Data Ownership/Confidential Treatment

2.1

Ownership/Confidentiality Licensor owns or otherwise has the right to license to others the right to use the Data. Licensor represents, and Licensee acknowledges, that the Data and Derivatives, regardless of the form or the medium on which they are stored, constitute valuable and highly confidential intellectual property and a trade secret that are not generally available and are the sole property and proprietary information of Licensor (and/or those on behalf of which Licensor acts).
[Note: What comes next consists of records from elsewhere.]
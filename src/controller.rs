use std::collections::BTreeSet;

use chat_provider::{ChatProvider, ChatReply, ChatRequest, Message, ProviderError, Role};
use conversation_store::{ConversationId, ConversationStore, IdGenerator, KeyValueMedium};
use thiserror::Error;

use crate::auth::AuthGate;
use crate::context::context_window;
use crate::session::{ConversationSession, PersistError, SessionError};
use crate::title::{self, TitleRequest};

pub type TurnId = u64;

#[derive(Debug, Error, PartialEq, Eq)]
pub enum TurnError {
    #[error("authentication is required before sending")]
    AuthRequired,

    #[error("a send is already in flight")]
    Busy,

    #[error("prompt must not be empty")]
    EmptyPrompt,
}

#[derive(Debug, Error)]
pub enum SwitchError {
    #[error("no stored conversation with id {0}")]
    UnknownConversation(ConversationId),

    #[error(transparent)]
    Persist(#[from] PersistError),

    #[error(transparent)]
    Session(#[from] SessionError),
}

/// One issued turn, ready to be sent to the chat collaborator.
#[derive(Debug, Clone, PartialEq, Eq)]
pub struct TurnRequest {
    pub turn_id: TurnId,
    pub request: ChatRequest,
}

/// Result of completing a turn, for the UI to render.
#[derive(Debug, Clone, PartialEq, Eq)]
pub enum TurnOutcome {
    /// The assistant replied; a title upgrade may be wanted for the first
    /// exchange of a conversation.
    Replied {
        title_request: Option<TitleRequest>,
    },
    /// Transport/server or validation failure, surfaced inline on the turn
    /// that triggered it. Never retried automatically.
    Failed { message: String },
    /// The held credential was rejected; the gate is collecting a new one.
    SessionExpired,
}

/// Tracks which conversation issued the outstanding turn. The issuer starts
/// as the active session (possibly without an id yet) and is pinned to a
/// stored id when the user navigates away before completion.
#[derive(Debug, Clone, Copy, PartialEq, Eq)]
struct InFlightTurn {
    turn_id: TurnId,
    issuer: Option<ConversationId>,
    issuer_is_active: bool,
}

/// Owns the active session, the bounded store, and the auth gate, and drives
/// each user turn through explicit begin/complete phases.
///
/// Single logical actor: no queue, no cancellation. A second send while one
/// is outstanding is refused synchronously; an outstanding turn runs to
/// completion and its result is applied even if the user has since navigated
/// to a different conversation, while the busy flag always clears.
pub struct ChatController<M: KeyValueMedium> {
    auth: AuthGate<M>,
    store: ConversationStore<M>,
    session: ConversationSession,
    ids: IdGenerator,
    in_flight: Option<InFlightTurn>,
    next_turn_id: TurnId,
    selected_model: String,
    known_models: Vec<String>,
    // Conversations whose title was already model-generated; a stored title
    // alone cannot tell generated apart from heuristic.
    generated_titles: BTreeSet<ConversationId>,
}

impl<M: KeyValueMedium> ChatController<M> {
    #[must_use]
    pub fn new(store: ConversationStore<M>, auth: AuthGate<M>, model: impl Into<String>) -> Self {
        let selected_model = model.into();
        Self {
            auth,
            store,
            session: ConversationSession::new(selected_model.clone()),
            ids: IdGenerator::new(),
            in_flight: None,
            next_turn_id: 0,
            selected_model,
            known_models: Vec::new(),
            generated_titles: BTreeSet::new(),
        }
    }

    #[must_use]
    pub fn session(&self) -> &ConversationSession {
        &self.session
    }

    #[must_use]
    pub fn store(&self) -> &ConversationStore<M> {
        &self.store
    }

    #[must_use]
    pub fn auth(&self) -> &AuthGate<M> {
        &self.auth
    }

    pub fn auth_mut(&mut self) -> &mut AuthGate<M> {
        &mut self.auth
    }

    #[must_use]
    pub fn is_busy(&self) -> bool {
        self.in_flight.is_some()
    }

    /// Model bound to sessions created from now on.
    pub fn select_model(&mut self, model: impl Into<String>) {
        self.selected_model = model.into();
    }

    /// Records the last fetched model list. Informational only: a session
    /// whose bound model has since vanished still sends, with a warning.
    pub fn note_available_models(&mut self, models: Vec<String>) {
        self.known_models = models;
    }

    /// Starts one user turn: appends the user message, derives the context
    /// window, and marks the controller busy.
    ///
    /// Refused synchronously when the gate blocks backend operations, when a
    /// turn is already outstanding, or when the prompt is empty or
    /// whitespace-only (validation, local, no network call).
    pub fn begin_turn(&mut self, prompt: &str) -> Result<TurnRequest, TurnError> {
        if !self.auth.allows_session_ops() {
            return Err(TurnError::AuthRequired);
        }
        if self.in_flight.is_some() {
            return Err(TurnError::Busy);
        }
        let prompt = prompt.trim();
        if prompt.is_empty() {
            return Err(TurnError::EmptyPrompt);
        }

        if !self.known_models.is_empty()
            && !self.known_models.iter().any(|m| m == self.session.model())
        {
            tracing::warn!(model = self.session.model(), "bound model is not in the last fetched model list");
        }

        self.session.append_message(Role::User, prompt);
        let context = context_window(self.session.messages()).to_vec();

        self.next_turn_id += 1;
        let turn_id = self.next_turn_id;
        self.in_flight = Some(InFlightTurn {
            turn_id,
            issuer: self.session.id(),
            issuer_is_active: true,
        });

        Ok(TurnRequest {
            turn_id,
            request: ChatRequest {
                prompt: prompt.to_string(),
                model: self.session.model().to_string(),
                context,
            },
        })
    }

    /// Applies the collaborator's result for an issued turn.
    ///
    /// Always clears the busy flag, whatever conversation is now active. The
    /// reply lands on the conversation that issued the turn: on the session
    /// when it is still active, otherwise directly on the stored record.
    pub fn complete_turn(
        &mut self,
        turn_id: TurnId,
        result: Result<ChatReply, ProviderError>,
    ) -> TurnOutcome {
        let turn = match self.in_flight.take() {
            Some(turn) if turn.turn_id == turn_id => turn,
            other => {
                tracing::warn!(turn_id, "completion for an unknown turn");
                self.in_flight = other;
                return TurnOutcome::Failed {
                    message: "stale turn completion".to_string(),
                };
            }
        };

        match result {
            Ok(reply) => self.apply_reply(turn, reply),
            Err(error) if error.is_credential_rejection() => {
                self.auth.on_credential_rejected();
                TurnOutcome::SessionExpired
            }
            Err(error) => TurnOutcome::Failed {
                message: error.to_string(),
            },
        }
    }

    fn apply_reply(&mut self, turn: InFlightTurn, reply: ChatReply) -> TurnOutcome {
        // The issuing conversation may have become active again since the
        // turn was pinned; route by identity so the reply lands on the live
        // session and is not erased by its next persist.
        let issuer_is_active = turn.issuer_is_active
            || (turn.issuer.is_some() && turn.issuer == self.session.id());
        if issuer_is_active {
            self.session.append_message(Role::Assistant, reply.response);
            let first_exchange = self.session.messages().len() == 2;

            if let Err(error) = self.session.persist(&mut self.store, &mut self.ids) {
                tracing::warn!(%error, "turn applied in memory but not yet durable");
            }

            let title_request = match (first_exchange, self.session.id()) {
                (true, Some(id)) => self.session.messages().first().map(|first| TitleRequest {
                    conversation_id: id,
                    model: self.session.model().to_string(),
                    first_prompt: first.content.clone(),
                }),
                _ => None,
            };

            return TurnOutcome::Replied { title_request };
        }

        // The user navigated away while the turn was outstanding; the result
        // still belongs to the issuing conversation.
        let Some(id) = turn.issuer else {
            tracing::debug!("issuing conversation was never persisted, dropping reply");
            return TurnOutcome::Replied {
                title_request: None,
            };
        };

        match self.store.get(id) {
            Some(record) => {
                let mut record = record.clone();
                record.messages.push(Message::assistant(reply.response));
                let first_exchange = record.messages.len() == 2;
                let title_request = match (first_exchange, record.messages.first()) {
                    (true, Some(first)) => Some(TitleRequest {
                        conversation_id: id,
                        model: record.model.clone(),
                        first_prompt: first.content.clone(),
                    }),
                    _ => None,
                };

                if let Err(error) = self.store.upsert(record) {
                    tracing::warn!(%error, "reply applied in memory but not yet durable");
                }
                TurnOutcome::Replied { title_request }
            }
            None => {
                tracing::debug!(%id, "issuing conversation evicted before completion");
                TurnOutcome::Replied {
                    title_request: None,
                }
            }
        }
    }

    /// Applies an asynchronously resolved title, or keeps the heuristic one
    /// when the resolver came back empty-handed.
    ///
    /// Lands on the issuing conversation even after navigation; a title never
    /// reverts and never downgrades a different generated title.
    pub fn complete_title_upgrade(&mut self, conversation_id: ConversationId, title: Option<String>) {
        let Some(title) = title else {
            tracing::debug!(%conversation_id, "keeping heuristic title");
            return;
        };

        if self.session.id() == Some(conversation_id) {
            match self.session.set_generated_title(title) {
                Ok(true) => {
                    self.generated_titles.insert(conversation_id);
                    if let Err(error) = self.session.persist(&mut self.store, &mut self.ids) {
                        tracing::warn!(%error, "upgraded title not yet durable");
                    }
                }
                Ok(false) => {
                    self.generated_titles.insert(conversation_id);
                }
                Err(error) => tracing::debug!(%error, "title upgrade not applied"),
            }
            return;
        }

        if let Some(record) = self.store.get(conversation_id) {
            if self.generated_titles.contains(&conversation_id) {
                if record.title.as_deref() != Some(title.as_str()) {
                    tracing::debug!(%conversation_id, "a generated title is already set, not replacing");
                }
                return;
            }

            let mut record = record.clone();
            record.title = Some(title);
            if let Err(error) = self.store.upsert(record) {
                tracing::warn!(%error, "upgraded title not yet durable");
            }
            self.generated_titles.insert(conversation_id);
        }
    }

    /// Persists the outgoing session (when it has messages) and starts a
    /// fresh empty one bound to the currently selected model.
    pub fn new_conversation(&mut self) -> Result<(), PersistError> {
        self.session.persist(&mut self.store, &mut self.ids)?;
        self.detach_in_flight();
        self.session = ConversationSession::new(self.selected_model.clone());
        Ok(())
    }

    /// Switches the active session to a stored conversation, persisting the
    /// outgoing one first. A persistence failure aborts the switch so no
    /// unsaved turn is silently lost.
    pub fn switch_to(&mut self, id: ConversationId) -> Result<(), SwitchError> {
        let record = self
            .store
            .get(id)
            .cloned()
            .ok_or(SwitchError::UnknownConversation(id))?;

        self.session.persist(&mut self.store, &mut self.ids)?;
        self.detach_in_flight();
        self.session.switch_to(&record)?;
        Ok(())
    }

    /// Pins the outstanding turn (if any) to the stored identity of the
    /// session it was issued on, so its result can still land after the
    /// active session changes.
    fn detach_in_flight(&mut self) {
        if let Some(turn) = self.in_flight.as_mut() {
            if turn.issuer_is_active {
                turn.issuer = self.session.id();
                turn.issuer_is_active = false;
            }
        }
    }

    /// Convenience composition of one full turn: begin, await the chat
    /// collaborator, complete, and run the title upgrade when one is wanted.
    pub async fn send(
        &mut self,
        provider: &dyn ChatProvider,
        prompt: &str,
    ) -> Result<TurnOutcome, TurnError> {
        let turn = self.begin_turn(prompt)?;
        let credential = self.auth.credential().map(str::to_string);
        let result = provider.chat(turn.request, credential.as_deref()).await;
        let outcome = self.complete_turn(turn.turn_id, result);

        if let TurnOutcome::Replied {
            title_request: Some(request),
        } = &outcome
        {
            let title = title::request_title(provider, request, credential.as_deref()).await;
            self.complete_title_upgrade(request.conversation_id, title);
        }

        Ok(outcome)
    }
}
All right, tile and interest in and to the Data and Derivatives (including all copyrights, patents, trade secrets and other intellectual property rights) shall remain with the Licensor (and/or those on behalf of which Licensor acts) and Licensee shall acquire, under the terms hereof, only the non- exclusive right to utilize such Data and Derivatives on the terms provided herein. Licensee shall in no event Show, Transfer or otherwise allow the use of the Data or any Derivatives to any Third Party or Related Entity whatsoever, except as may specifically be provided in this License. Licensor shall have the right at any time to license any part of the Data and/or Derivatives to Third Parties at such prices and on such terms as are determined by Licensor.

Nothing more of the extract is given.